And at first glance, I'm not so sure if he would have been my first choice.

That's right. The subject for this week's installment of Across The Pond and Beyond Wednesday is world-renowned chef and restaurant owner Gordon Ramsay. Although he has been well known for his culinary talents, his cookbooks, his successful television projects, and quite a few restaurants all over the world, he's probably also known for something else.

His high standards and short fuse. And if you've ever watched any sort of reality television, you've seen some of this in action. From Hell's Kitchen... Kitchen Nightmares... Masterchef.

Now you see why I would be a little bit reluctant to take any sort of cooking lesson from him with a short temper and almost antagonistic manner of dealing with aspiring chefs. But, if there's one lesson that I have learned in my three decades of life on this planet, it's that one should never judge a book by its cover. Because if we were to dig deep inside the psyche of Gordon Ramsay, there's a lot more to him than meets the eye.

First things first, a little biographical info on this Scottish chef.

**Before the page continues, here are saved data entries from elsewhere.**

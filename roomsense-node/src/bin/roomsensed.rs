//! roomsensed: the station daemon
//!
//! Loads configuration (path as the single optional argument), wires a
//! sample source to a store, and polls until Ctrl-C. Without hardware
//! configured it serves simulated samples so the full pipeline can be
//! exercised on a development machine.

use std::sync::Arc;

use log::info;

use roomsense_core::SystemClock;
use roomsense_node::{
    JsonlStore, MemoryStore, NodeConfig, NodeError, Poller, SharedClock, SimulatedSource,
    TimeSeriesStore,
};

#[tokio::main]
async fn main() -> Result<(), NodeError> {
    env_logger::init();

    let config = match std::env::args().nth(1) {
        Some(path) => {
            info!("loading config from {path}");
            NodeConfig::load(path)?
        }
        None => NodeConfig::default(),
    };

    let clock: SharedClock = Arc::new(SystemClock);
    let source = Arc::new(SimulatedSource::new(clock.clone()));
    info!("no hardware transport wired in this build; serving simulated samples");

    let store: Arc<dyn TimeSeriesStore> = match &config.jsonl_path {
        Some(path) => {
            info!("appending records to {}", path.display());
            Arc::new(JsonlStore::open(path).await?)
        }
        None => {
            info!(
                "keeping the last {} records in memory",
                config.memory_window
            );
            Arc::new(MemoryStore::new(config.memory_window))
        }
    };

    let poller = Poller::new(
        source,
        store.clone(),
        config.aggregator(),
        clock,
        &config,
    );
    let handle = poller.spawn();
    info!(
        "roomsensed {} polling every {} ms",
        roomsense_core::VERSION,
        config.poll_interval_ms
    );

    tokio::signal::ctrl_c().await?;
    info!("shutting down after the current cycle");
    handle.shutdown().await;

    if let Some(record) = store.latest().await? {
        info!(
            "last record at {} with {} missing quantities",
            record.captured_at,
            record.missing().len()
        );
    }
    Ok(())
}
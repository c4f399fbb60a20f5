//! Node-level error type
//!
//! Everything the polling loop or the daemon can fail on converges here, so
//! `main` and the loop body handle one type with `?`.

use thiserror::Error;

use crate::{source::SourceError, store::StoreError};

/// Top-level error for the node runtime
#[derive(Debug, Error)]
pub enum NodeError {
    /// A sample source failed outright (distinct from a timed-out read,
    /// which only degrades the cycle)
    #[error("sample source: {0}")]
    Source(#[from] SourceError),

    /// The time-series store rejected or failed an operation
    #[error("time-series store: {0}")]
    Store(#[from] StoreError),

    /// Filesystem or signal-handling I/O failure
    #[error("i/o: {0}")]
    Io(#[from] std::io::Error),

    /// Malformed configuration file
    #[error("config parse: {0}")]
    ConfigParse(#[from] serde_json::Error),
}
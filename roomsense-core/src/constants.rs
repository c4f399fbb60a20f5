//! Constants for the roomsense core
//!
//! Centralized numeric values used throughout the pipeline, with their source
//! (datasheet or hardware revision) where one exists. Calibration constants
//! here are *defaults* only; deployments override them through
//! [`CalibrationConfig`](crate::CalibrationConfig) so a hardware revision
//! never requires a rebuild.

/// Highest code the shared 10-bit ADC can produce (MCP3008 class).
pub const ADC_MAX_CODE: u16 = 1023;

/// Default ADC voltage reference (volts).
///
/// The MCP3008 on the reference board runs from the Pi's 3.3 V rail.
pub const DEFAULT_VREF_V: f32 = 3.3;

/// Default voltage-divider ratio scaling a 5 V sensor output to the 3.3 V
/// ADC input.
///
/// 3.3 / 5.0 rounded to the resistor pair actually fitted (2k2 / 4k7 gives
/// 0.67 within tolerance).
pub const DEFAULT_DIVIDER_RATIO: f32 = 0.67;

// ===== DHT22 CLIMATE SENSOR LIMITS =====

/// Minimum temperature the DHT22 can report (°C).
///
/// Source: Aosong DHT22/AM2302 datasheet.
pub const DHT22_TEMP_MIN_C: f32 = -40.0;

/// Maximum temperature the DHT22 can report (°C).
///
/// Source: Aosong DHT22/AM2302 datasheet.
pub const DHT22_TEMP_MAX_C: f32 = 80.0;

/// Minimum relative humidity (%RH).
pub const HUMIDITY_MIN_PCT: f32 = 0.0;

/// Maximum relative humidity (%RH).
pub const HUMIDITY_MAX_PCT: f32 = 100.0;

// ===== POLLING AND FUSION DEFAULTS =====

/// Default polling cycle interval (milliseconds).
///
/// The DHT22 needs 2 s between reads to settle, which bounds the whole
/// cycle cadence.
pub const DEFAULT_POLL_INTERVAL_MS: u64 = 2000;

/// Default outlier tolerance for redundant temperature fusion (°C).
///
/// Illustrative: roughly 3x the DHT22's ±0.5 °C accuracy plus placement
/// spread. Deployments should derive the real value from the datasheet and
/// sensor placement.
pub const DEFAULT_TEMP_TOLERANCE_C: f32 = 3.0;

/// Default outlier tolerance for redundant humidity fusion (%RH).
///
/// Illustrative, see [`DEFAULT_TEMP_TOLERANCE_C`].
pub const DEFAULT_HUMIDITY_TOLERANCE_PCT: f32 = 7.0;

// ===== MQ-135 GAS SENSOR ELECTRICAL DEFAULTS =====

/// MQ-135 heater/supply voltage (volts).
pub const MQ135_VCC_V: f32 = 5.0;

/// Load resistance on the MQ-135 output (ohms).
pub const MQ135_LOAD_OHMS: f32 = 10_000.0;

/// Placeholder clean-air resistance R0 (ohms).
///
/// The real value comes from a clean-air calibration run and is supplied
/// through configuration; this default only keeps an uncalibrated sensor
/// producing finite estimates.
pub const MQ135_CLEAN_AIR_R0_OHMS: f32 = 10_000.0;
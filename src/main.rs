use std::{path::PathBuf, process::ExitCode};

use chara_card::{ParseReport, ScanOptions, Scanner};
use clap::Parser;
use tracing_subscriber::{layer::SubscriberExt, util::SubscriberInitExt};

/// Prints the character card JSON stored in PNG files.
#[derive(Parser, Debug)]
#[command(name = "chara-dump", version, long_about = None)]
struct Cli {
  /// Text chunk keyword to look for (anything containing "chara" also matches)
  #[arg(short, long, default_value = "chara")]
  identifier: String,

  /// Give up on files where the card isn't within this many bytes
  #[arg(long)]
  max_bytes: Option<usize>,

  /// Pretty print the JSON
  #[arg(short, long)]
  pretty: bool,

  /// Print a full report object per file instead of just the card
  #[arg(short, long)]
  report: bool,

  /// PNG files to read
  #[arg(required = true)]
  files: Vec<PathBuf>,
}

fn main() -> ExitCode {
  tracing_subscriber::registry()
    .with(
      tracing_subscriber::EnvFilter::try_from_default_env()
        .unwrap_or_else(|_| "chara_card=warn".into()),
    )
    .with(tracing_subscriber::fmt::layer().with_writer(std::io::stderr))
    .init();

  let cli = Cli::parse();
  match run(&cli) {
    Ok(0) => ExitCode::SUCCESS,
    Ok(_) => ExitCode::FAILURE,
    Err(e) => {
      eprintln!("error: {e:#}");
      ExitCode::FAILURE
    }
  }
}

/// Returns how many files couldn't be read or had no card.
fn run(cli: &Cli) -> anyhow::Result<usize> {
  let scanner = Scanner::new(ScanOptions::default().with_max_scan_bytes(cli.max_bytes));
  let mut failures = 0;
  for path in &cli.files {
    let bytes = match std::fs::read(path) {
      Ok(bytes) => bytes,
      Err(e) => {
        eprintln!("{}: {e}", path.display());
        failures += 1;
        continue;
      }
    };
    tracing::info!(path = %path.display(), len = bytes.len(), "scanning");
    let result = scanner.scan(&bytes, &cli.identifier);
    if result.is_err() {
      failures += 1;
    }
    if cli.report {
      let name = path.file_name().map(|n| n.to_string_lossy().into_owned());
      print_json(&ParseReport::new(name, result), cli.pretty)?;
    } else {
      match result {
        Ok(card) => print_json(&card, cli.pretty)?,
        Err(e) => eprintln!("{}: {e}", path.display()),
      }
    }
  }
  Ok(failures)
}

fn print_json<T: serde::Serialize>(value: &T, pretty: bool) -> anyhow::Result<()> {
  let s =
    if pretty { serde_json::to_string_pretty(value)? } else { serde_json::to_string(value)? };
  println!("{s}");
  Ok(())
}
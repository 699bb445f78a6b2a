//! Driving a whole scan, from buffer to JSON.

use serde_json::Value;

use crate::{
  decode::{DecodePipeline, DEFAULT_SNIPPET_LEN},
  error::{Result, ScanError},
  keyword::keyword_matches,
  observe::{ScanObserver, TracingObserver},
  png::{ChunkType, RawChunkIter, TextEntry},
};

/// Knobs for a [`Scanner`].
#[derive(Debug, Clone, Copy, PartialEq, Eq, Hash)]
pub struct ScanOptions {
  /// Fail with [`ScanError::ScanLimitExceeded`] rather than read a chunk
  /// ending past this many bytes. `None` means the whole buffer.
  pub max_scan_bytes: Option<usize>,
  /// How many characters of unparseable data to keep in
  /// [`ScanError::DecodeFailed`].
  pub snippet_len: usize,
}
impl Default for ScanOptions {
  #[inline]
  fn default() -> Self {
    Self { max_scan_bytes: None, snippet_len: DEFAULT_SNIPPET_LEN }
  }
}
impl ScanOptions {
  #[inline]
  #[must_use]
  pub const fn with_max_scan_bytes(self, max_scan_bytes: Option<usize>) -> Self {
    Self { max_scan_bytes, ..self }
  }

  #[inline]
  #[must_use]
  pub const fn with_snippet_len(self, snippet_len: usize) -> Self {
    Self { snippet_len, ..self }
  }
}

/// Finds and decodes the metadata text chunk in a PNG.
///
/// A scan goes through the chunks in order. Anything that isn't a `tEXt` chunk
/// with a matching keyword is skipped. The first match is decoded and that's
/// the result, success or failure. Later matches are never looked at.
///
/// ```
/// use chara_card::{png::PngWriter, ScanError, Scanner, ScanOptions};
/// let png = PngWriter::new().text_chunk("chara", br#"{"name":"Foo"}"#).finish();
/// let scanner = Scanner::new(ScanOptions::default());
/// assert_eq!(scanner.scan(&png, "chara").unwrap()["name"], "Foo");
/// assert_eq!(scanner.scan(&png[..20], "chara"), Err(ScanError::Truncated {
///   offset: 8,
///   needed: 8 + 20 + 4,
///   available: 12,
/// }));
/// ```
#[derive(Debug, Clone, Default)]
pub struct Scanner<O = TracingObserver> {
  options: ScanOptions,
  observer: O,
}
impl Scanner {
  #[inline]
  #[must_use]
  pub fn new(options: ScanOptions) -> Self {
    Self { options, observer: TracingObserver }
  }
}
impl<O: ScanObserver> Scanner<O> {
  /// Swaps in a different observer.
  #[inline]
  #[must_use]
  pub fn with_observer<P: ScanObserver>(self, observer: P) -> Scanner<P> {
    Scanner { options: self.options, observer }
  }

  #[inline]
  #[must_use]
  pub const fn options(&self) -> &ScanOptions {
    &self.options
  }

  #[inline]
  #[must_use]
  pub const fn observer(&self) -> &O {
    &self.observer
  }

  /// Scans `buffer` for a text chunk matching `identifier`.
  pub fn scan(&self, buffer: &[u8], identifier: &str) -> Result<Value> {
    let mut chunks = RawChunkIter::new(buffer)?;
    if let Some(limit) = self.options.max_scan_bytes {
      chunks = chunks.with_byte_limit(limit);
    }
    for chunk in chunks {
      let chunk = chunk?;
      self.observer.chunk(&chunk);
      if chunk.chunk_ty() != ChunkType::tEXt {
        continue;
      }
      let entry = match TextEntry::try_from(chunk) {
        Ok(entry) => entry,
        Err(_) => {
          self.observer.malformed_text(chunk.offset());
          continue;
        }
      };
      if !keyword_matches(entry.keyword(), identifier) {
        self.observer.keyword_skipped(entry.keyword());
        continue;
      }
      self.observer.candidate(entry.keyword());
      return DecodePipeline::new(&self.observer)
        .with_snippet_len(self.options.snippet_len)
        .decode(entry.value());
    }
    Err(ScanError::NotFound)
  }
}

/// Scans with default options and `tracing` output.
///
/// ```
/// use chara_card::{png::PngWriter, scan_for_metadata, ScanError};
/// let png = PngWriter::new().text_chunk("Comment", b"hello").finish();
/// assert_eq!(scan_for_metadata(&png, "chara"), Err(ScanError::NotFound));
/// ```
#[inline]
pub fn scan_for_metadata(buffer: &[u8], identifier: &str) -> Result<Value> {
  Scanner::new(ScanOptions::default()).scan(buffer, identifier)
}
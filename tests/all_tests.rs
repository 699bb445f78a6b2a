#![allow(bad_style)]

mod png;
mod scan;

fn rand_bytes(count: usize) -> Vec<u8> {
  let mut buffer = vec![0; count];
  getrandom::getrandom(&mut buffer).unwrap();
  buffer
}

Gordon Ramsay was born in Johnstone, Renfrewshire, Scotland on the 8th of November, 1966. His family left Scotland for England when Gordon was five years old, and by the time he was ten years old, his family had settled in the community of Stratford-upon-Avon, England. While early details of his life are somewhat on the sketchy side, Ramsey had described his childhood as being 'hopelessly itinerant', and made references in his autobiography that his father was 'a hard-drinking womanizer' who filled his early childhood with memories of neglect and abuse. Kind of an unfortunate happening, I must admit. Probably one that may have shaped the kind of person he eventually became.

When Gordon Ramsay was young, he initially wanted to pursue a career in European football (otherwise known in North America as soccer). At the age of 12, he was chosen to play for Warwickshire in the under-14 league, and by 1984 had a trial with the Rangers (a football club that he supported in his youth). But after sustaining a couple of injuries, which included smashing the cartilage in his knee, and then a cruciate ligament during a squash game. He never fully recovered from this double injury, and this effectively put an end to any sort of career in football.

I can understand his disappointment in this. Not necessarily because I suffered a devastating injury during a sporting event, as I am a known fumblethumbs in any and all sports. But because I know what it's like to have to walk away from a dream. My dream was to actually go through school to become a journalist, anchorman, or anything to do with reporting the news. Unfortunately, I had to abandon that dream, as it grew too costly, and after a while, I found that it really wasn't the direction I wanted to go as far as career aspirations.

Of course, I wish I had figured that out before going into a nearly fifteen thousand dollar debt because of it, but at least one positive is that I found this out before staying all four years to get a degree that would not have been the best thing for me, and wasting upwards of a hundred thousand dollars on it.

But that was fine. It made me realize that becoming a journalist wasn't for me. So, instead, I had to find something else that I could excel in. That something else became my love of writing, and even now, I hope to have a career in it someday.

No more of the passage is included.